What is phase space in this context?
Thanks
Phase space in particle physics refers to the multi-dimensional space in which all the possible states of a particle or system of particles are represented. It includes position and momentum coordinates, as well as other relevant variables such as energy and angular momentum.
Phase space is important because it allows us to visualize and analyze the behavior of particles and their interactions. By plotting the possible states of a particle or system in phase space, we can better understand the underlying physical processes and make predictions about future behavior.
The uncertainty principle in quantum mechanics states that it is impossible to know the exact position and momentum of a particle simultaneously. Phase space takes this into account by representing the possible states of a particle in terms of probability distributions rather than exact values, in order to account for the inherent uncertainty in particle behavior.
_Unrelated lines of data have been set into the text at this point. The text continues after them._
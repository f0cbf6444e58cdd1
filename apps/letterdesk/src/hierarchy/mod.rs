// Per-user hierarchy persistence.
// One JSON document per authenticated user, keyed by the backend's user id.

pub mod auth;
pub mod handlers;
pub mod service;
pub mod store;

use thiserror::Error;

pub use auth::{AuthError, BackendAuthClient, SessionResolver, StaticSessionResolver};
pub use service::HierarchyService;
pub use store::{HierarchyStore, MemoryHierarchyStore, PgHierarchyStore};

#[derive(Debug, Error)]
pub enum HierarchyError {
    #[error("no signed-in user")]
    Unauthorized,

    #[error("session lookup failed: {0}")]
    Auth(#[from] AuthError),

    #[error("database error: {0}")]
    Database(#[from] sqlx::Error),

    #[error("stored hierarchy is malformed: {0}")]
    Malformed(#[from] serde_json::Error),
}
use axum::Json;
use serde_json::{json, Value};

/// GET /health
/// Returns a simple status object with service version.
pub async fn health_handler() -> Json<Value> {
    Json(json!({
        "status": "ok",
        "version": env!("CARGO_PKG_VERSION"),
        "service": "letterdesk"
    }))
}
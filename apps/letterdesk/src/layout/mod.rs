// Page layout and PDF output.
// Implements: Helvetica text measurement, block-level pagination, PDF serialization via lopdf.
// Rendering is CPU-bound and runs inside tokio::task::spawn_blocking from the handlers.

pub mod font_metrics;
pub mod paginator;
pub mod pdf_writer;

pub use font_metrics::{a4_page, HelveticaLayout, PageGeometry, TextLayout};
pub use paginator::{paginate, pdf_filename};
pub use pdf_writer::{write_pdf, PdfError, PdfInfo};

/// Footer line printed on every PDF page and under the HTML preview.
pub const DISCLAIMER: &str =
    "This is a computer-generated document and does not require a physical signature.";
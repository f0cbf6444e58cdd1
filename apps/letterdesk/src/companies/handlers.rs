use axum::{
    extract::{Path, State},
    http::StatusCode,
    Json,
};
use serde::{Deserialize, Serialize};
use tracing::info;

use crate::companies::repository::CompanyRepository;
use crate::errors::AppError;
use crate::models::company::CompanyProfile;
use crate::models::letter::LetterType;
use crate::state::AppState;

#[derive(Deserialize)]
pub struct SaveCompanyRequest {
    pub profile: CompanyProfile,
    /// Position to overwrite; absent or stale means append.
    #[serde(default)]
    pub index: Option<usize>,
}

#[derive(Serialize)]
pub struct SaveCompanyResponse {
    pub index: usize,
}

pub(crate) fn parse_letter_type(raw: &str) -> Result<LetterType, AppError> {
    raw.parse::<LetterType>().map_err(AppError::NotFound)
}

fn repository(state: &AppState, letter_type: &str) -> Result<CompanyRepository, AppError> {
    let letter_type = parse_letter_type(letter_type)?;
    Ok(CompanyRepository::for_letter(state.kv.clone(), letter_type))
}

/// GET /api/v1/companies/:letter_type
pub async fn handle_list_companies(
    State(state): State<AppState>,
    Path(letter_type): Path<String>,
) -> Result<Json<Vec<CompanyProfile>>, AppError> {
    let companies = repository(&state, &letter_type)?.list().await?;
    Ok(Json(companies))
}

/// POST /api/v1/companies/:letter_type
pub async fn handle_save_company(
    State(state): State<AppState>,
    Path(letter_type): Path<String>,
    Json(req): Json<SaveCompanyRequest>,
) -> Result<Json<SaveCompanyResponse>, AppError> {
    let repo = repository(&state, &letter_type)?;
    if req.profile.name.trim().is_empty() {
        return Err(AppError::Validation("Company name is required".to_string()));
    }
    let index = repo.save(req.profile, req.index).await?;
    info!(key = repo.key(), index, "Company saved");
    Ok(Json(SaveCompanyResponse { index }))
}

/// DELETE /api/v1/companies/:letter_type/:index
pub async fn handle_delete_company(
    State(state): State<AppState>,
    Path((letter_type, index)): Path<(String, usize)>,
) -> Result<StatusCode, AppError> {
    let repo = repository(&state, &letter_type)?;
    if repo.delete(index).await? {
        info!(key = repo.key(), index, "Company deleted");
        Ok(StatusCode::NO_CONTENT)
    } else {
        Err(AppError::NotFound(format!("No saved company at index {index}")))
    }
}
In particle accelerator experiments, phase space is used to track the trajectories of particles as they collide and interact with each other. By analyzing the patterns and distributions in phase space, researchers can gain insights into the fundamental properties and interactions of particles.
Yes, phase space is a concept that can be applied to many areas of physics, such as classical mechanics, quantum mechanics, and statistical mechanics. It is a useful tool for understanding the behavior of particles and systems in a variety of physical contexts.